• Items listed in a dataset
/---

//! File and directory subcommands: ls, get, put, mkdir, rm, link.

use anyhow::Result;
use upspin_core::Kind;

use crate::cmd::Session;
use crate::cmd::util;

/// `ls [-l] [-R] [path...]`
pub async fn ls(
    session: &Session,
    paths: &[String],
    long: bool,
    recursive: bool,
    glob: bool,
) -> Result<bool> {
    let args: Vec<String> = if paths.is_empty() {
        vec!["@".to_string()]
    } else {
        paths.to_vec()
    };
    let mut failed = false;
    for arg in &args {
        let names = match session.expand_upspin(arg, glob).await {
            Ok(names) => names,
            Err(e) => {
                util::report_anyhow(&e);
                failed = true;
                continue;
            }
        };
        for name in names {
            if let Err(e) = ls_one(session, &name, long, recursive).await {
                util::report_anyhow(&e);
                failed = true;
            }
        }
    }
    Ok(failed)
}

async fn ls_one(
    session: &Session,
    name: &upspin_core::PathName,
    long: bool,
    recursive: bool,
) -> Result<()> {
    let entry = session.client.lookup(name, false).await?;
    let mut dirs = Vec::new();
    if entry.is_dir() {
        dirs.push(entry.name.clone());
    } else {
        print_entry(&entry, long);
    }
    while let Some(dir) = dirs.pop() {
        let children = session.client.glob(&format!("{dir}/*")).await?;
        for child in &children {
            print_entry(child, long);
            if recursive && child.is_dir() {
                dirs.push(child.name.clone());
            }
        }
    }
    Ok(())
}

fn print_entry(entry: &upspin_core::DirEntry, long: bool) {
    if long {
        println!("{}", util::long_line(entry));
    } else {
        println!("{}", entry.name);
    }
}

/// `get [-o file] path`
pub async fn get(session: &Session, path: &str, output: Option<&str>, glob: bool) -> Result<bool> {
    let names = session.expand_upspin(path, glob).await?;
    if names.len() != 1 {
        anyhow::bail!("get requires exactly one path, {} match {path}", names.len());
    }
    let data = session.client.get(&names[0]).await?;
    match output {
        Some(file) => std::fs::write(file, &data)?,
        None => {
            use std::io::Write;
            std::io::stdout().write_all(&data)?;
        }
    }
    Ok(false)
}

/// `put [-i file] path`: writes stdin (or a local file) to an upspin path.
pub async fn put(session: &Session, path: &str, input: Option<&str>) -> Result<bool> {
    // The destination of a put is never globbed; it may not exist yet.
    let name = session.expand_at(path)?;
    let data = match input {
        Some(file) => std::fs::read(file)?,
        None => {
            use std::io::Read;
            let mut buf = Vec::new();
            std::io::stdin().read_to_end(&mut buf)?;
            buf
        }
    };
    session.client.put(&name, &data).await?;
    Ok(false)
}

/// `mkdir path...`
pub async fn mkdir(session: &Session, paths: &[String], glob: bool) -> Result<bool> {
    let mut failed = false;
    for arg in paths {
        // Globbing a mkdir target only makes sense for existing parents;
        // with -glob=false the name is taken literally.
        let name = if glob {
            match session.expand_upspin(arg, false).await {
                Ok(mut names) => names.remove(0),
                Err(e) => {
                    util::report_anyhow(&e);
                    failed = true;
                    continue;
                }
            }
        } else {
            session.expand_at(arg)?
        };
        if let Err(e) = session.client.mkdir(&name).await {
            util::report(&e);
            failed = true;
        }
    }
    Ok(failed)
}

/// `rm [-R] [-f] path...`
pub async fn rm(
    session: &Session,
    paths: &[String],
    recursive: bool,
    force: bool,
    glob: bool,
) -> Result<bool> {
    let mut failed = false;
    for arg in paths {
        let names = match session.expand_upspin(arg, glob).await {
            Ok(names) => names,
            Err(e) => {
                util::report_anyhow(&e);
                failed = true;
                continue;
            }
        };
        for name in names {
            if let Err(e) = rm_one(session, &name, recursive).await {
                util::report_anyhow(&e);
                // -f downgrades failures to reports.
                if !force {
                    failed = true;
                }
            }
        }
    }
    Ok(failed)
}

async fn rm_one(session: &Session, name: &upspin_core::PathName, recursive: bool) -> Result<()> {
    match session.client.delete(name).await {
        Ok(_) => Ok(()),
        Err(e) if e.is(Kind::NotEmpty) && recursive => {
            let children = session.client.glob(&format!("{name}/*")).await?;
            for child in children {
                Box::pin(rm_one(session, &child.name, recursive)).await?;
            }
            session.client.delete(name).await?;
            Ok(())
        }
        Err(e) => Err(e.into()),
    }
}

/// `link original link_name`
pub async fn link(session: &Session, original: &str, link_name: &str) -> Result<bool> {
    let target = session.expand_at(original)?;
    let name = session.expand_at(link_name)?;
    session.client.put_link(&target, &name).await?;
    Ok(false)
}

\---

• YOUR ASSIGNMENT
I'd like every record written out exactly as given.

• SOLUTION BELOW
//! File and directory subcommands: ls, get, put, mkdir, rm, link.

use anyhow::Result;
use upspin_core::Kind;

use crate::cmd::Session;
use crate::cmd::util;

/// `ls [-l] [-R] [path...]`
pub async fn ls(
    session: &Session,
    paths: &[String],
    long: bool,
    recursive: bool,
    glob: bool,
) -> Result<bool> {
    let args: Vec<String> = if paths.is_empty() {
        vec!["@".to_string()]
    } else {
        paths.to_vec()
    };
    let mut failed = false;
    for arg in &args {
        let names = match session.expand_upspin(arg, glob).await {
            Ok(names) => names,
            Err(e) => {
                util::report_anyhow(&e);
                failed = true;
                continue;
            }
        };
        for name in names {
            if let Err(e) = ls_one(session, &name, long, recursive).await {
                util::report_anyhow(&e);
                failed = true;
            }
        }
    }
    Ok(failed)
}

async fn ls_one(
    session: &Session,
    name: &upspin_core::PathName,
    long: bool,
    recursive: bool,
) -> Result<()> {
    let entry = session.client.lookup(name, false).await?;
    let mut dirs = Vec::new();
    if entry.is_dir() {
        dirs.push(entry.name.clone());
    } else {
        print_entry(&entry, long);
    }
    while let Some(dir) = dirs.pop() {
        let children = session.client.glob(&format!("{dir}/*")).await?;
        for child in &children {
            print_entry(child, long);
            if recursive && child.is_dir() {
                dirs.push(child.name.clone());
            }
        }
    }
    Ok(())
}

fn print_entry(entry: &upspin_core::DirEntry, long: bool) {
    if long {
        println!("{}", util::long_line(entry));
    } else {
        println!("{}", entry.name);
    }
}

/// `get [-o file] path`
pub async fn get(session: &Session, path: &str, output: Option<&str>, glob: bool) -> Result<bool> {
    let names = session.expand_upspin(path, glob).await?;
    if names.len() != 1 {
        anyhow::bail!("get requires exactly one path, {} match {path}", names.len());
    }
    let data = session.client.get(&names[0]).await?;
    match output {
        Some(file) => std::fs::write(file, &data)?,
        None => {
            use std::io::Write;
            std::io::stdout().write_all(&data)?;
        }
    }
    Ok(false)
}

/// `put [-i file] path`: writes stdin (or a local file) to an upspin path.
pub async fn put(session: &Session, path: &str, input: Option<&str>) -> Result<bool> {
    // The destination of a put is never globbed; it may not exist yet.
    let name = session.expand_at(path)?;
    let data = match input {
        Some(file) => std::fs::read(file)?,
        None => {
            use std::io::Read;
            let mut buf = Vec::new();
            std::io::stdin().read_to_end(&mut buf)?;
            buf
        }
    };
    session.client.put(&name, &data).await?;
    Ok(false)
}

/// `mkdir path...`
pub async fn mkdir(session: &Session, paths: &[String], glob: bool) -> Result<bool> {
    let mut failed = false;
    for arg in paths {
        // Globbing a mkdir target only makes sense for existing parents;
        // with -glob=false the name is taken literally.
        let name = if glob {
            match session.expand_upspin(arg, false).await {
                Ok(mut names) => names.remove(0),
                Err(e) => {
                    util::report_anyhow(&e);
                    failed = true;
                    continue;
                }
            }
        } else {
            session.expand_at(arg)?
        };
        if let Err(e) = session.client.mkdir(&name).await {
            util::report(&e);
            failed = true;
        }
    }
    Ok(failed)
}

/// `rm [-R] [-f] path...`
pub async fn rm(
    session: &Session,
    paths: &[String],
    recursive: bool,
    force: bool,
    glob: bool,
) -> Result<bool> {
    let mut failed = false;
    for arg in paths {
        let names = match session.expand_upspin(arg, glob).await {
            Ok(names) => names,
            Err(e) => {
                util::report_anyhow(&e);
                failed = true;
                continue;
            }
        };
        for name in names {
            if let Err(e) = rm_one(session, &name, recursive).await {
                util::report_anyhow(&e);
                // -f downgrades failures to reports.
                if !force {
                    failed = true;
                }
            }
        }
    }
    Ok(failed)
}

async fn rm_one(session: &Session, name: &upspin_core::PathName, recursive: bool) -> Result<()> {
    match session.client.delete(name).await {
        Ok(_) => Ok(()),
        Err(e) if e.is(Kind::NotEmpty) && recursive => {
            let children = session.client.glob(&format!("{name}/*")).await?;
            for child in children {
                Box::pin(rm_one(session, &child.name, recursive)).await?;
            }
            session.client.delete(name).await?;
            Ok(())
        }
        Err(e) => Err(e.into()),
    }
}

/// `link original link_name`
pub async fn link(session: &Session, original: &str, link_name: &str) -> Result<bool> {
    let target = session.expand_at(original)?;
    let name = session.expand_at(link_name)?;
    session.client.put_link(&target, &name).await?;
    Ok(false)
}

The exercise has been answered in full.